Interacting with a Running FuncX Instance

19 Jan 2021 - Dennis Gannon, School of Informatics, Computing and Engineering, Indiana University

This short report is an addendum to the report “A Look at Parsl and FuncX: Two Excellent Parallel Scripting Tools for Clouds and Supercomputers.” At the conclusion of that report it was stated that one of the missing pieces of our analysis was a description of how distributed FuncX function instances can communicate with other objects to handle remote interactions or to process streaming data. Here is another way to state the problem. FuncX gives you a way to package and launch a function on a remote resource, but you have no direct way to interact with that executing function until it returns or otherwise terminates. We present three different scenarios that show how to do this. The programming patterns presented are not new, but they do illustrate new uses for FuncX.

Consider the following scenario. You have a function that loads a deep learning vision model and you want it to run on a remote CUDA-capable device and then use the camera on that device to capture a picture and return the analysis and the image to you. Even if the model has been previously cached on the remote device, loading it, moving the model to the CUDA engine and then analyzing the image can take over 10 seconds. However, once it has been run through the CUDA pipeline, subsequent images can be processed 100 times faster. How can we interact with the function execution to tell it “Take another picture now” (taking advantage of 100 fold speed up) and return the result of the inference and the image without having to terminate the function’s execution?

Figure 1. Interacting with a remote execution.

In Figure 1 above we have a small desktop client application that communicates with our function execution. There is a button at the top to send a message to the waiting function to activate the camera and do the inference to recognize the image. The first image was a picture of a chair and it took 21.0 seconds. The next was a picture of a desk. Third image was of a book filled office which was labeled “library”. These last two images only took about 0.16 seconds. The full transaction recorded on the client was

The original function was launched from a Jupyter notebook on the same desktop that is running the client app. When the client app is closed it sends a “quit” message to the function which causes it to terminate normally and return to the jupyter notebook. The key to making this work is the communication between the client app and the executing function. The communication mechanism used here is asynchronous queueing as illustrated below.

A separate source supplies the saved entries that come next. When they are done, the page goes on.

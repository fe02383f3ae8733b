//! Error types for repository configuration and resolver construction

use thiserror::Error;

/// Result type for repository operations
pub type Result<T> = std::result::Result<T, RepoError>;

/// Errors that can occur while configuring repositories or building resolvers
#[derive(Debug, Error)]
pub enum RepoError {
    /// A required configuration field was absent at resolver-build time
    #[error("Missing configuration for repository '{repository}': {message}")]
    MissingConfiguration { repository: String, message: String },

    /// A retention value outside the accepted range
    #[error("Invalid retention setting: {0}")]
    InvalidRetention(String),

    /// A URL or path token could not be resolved to an absolute URL
    #[error("Invalid location '{token}': {message}")]
    InvalidLocation { token: String, message: String },

    /// A metadata descriptor could not be parsed
    #[error("Failed to parse {format} metadata in repository '{repository}': {message}")]
    MetadataParse {
        repository: String,
        format: String,
        message: String,
    },

    /// I/O error from a file store or file transport
    #[error("I/O error: {0}")]
    Io(#[from] std::io::Error),

    /// HTTP transport error
    #[error("HTTP error: {0}")]
    Http(String),

    /// File store error
    #[error("Store error: {0}")]
    Store(String),

    /// Configuration file parsing error
    #[error("Failed to parse configuration: {0}")]
    Parse(String),
}

impl From<reqwest::Error> for RepoError {
    fn from(err: reqwest::Error) -> Self {
        RepoError::Http(err.to_string())
    }
}

impl From<toml::de::Error> for RepoError {
    fn from(err: toml::de::Error) -> Self {
        RepoError::Parse(err.to_string())
    }
}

Figure 2. Client and running instance communicating asynchronously through queues.

It is important to note that this is not a ‘request-response’ scenario. It is fully asynchronous. Both the client and the function instance run loops that monitor their input queue. The client sends either a “quit” action or a “take picture” action depending on the user input. A separate thread continuously monitors the input stream of messages from the function instance. Messages coming from the function instance are either informational, such as “model loaded” or “model cuda-ized” meaning that the model has been moved to the Nvidia Cuda cores. The client displays these in the text box. The other message that the instance sends are the inference classifications such as “library” followed by the time it took for the inference. When it sees a “class” message it uses secure copy (scp) to pull the image and display it.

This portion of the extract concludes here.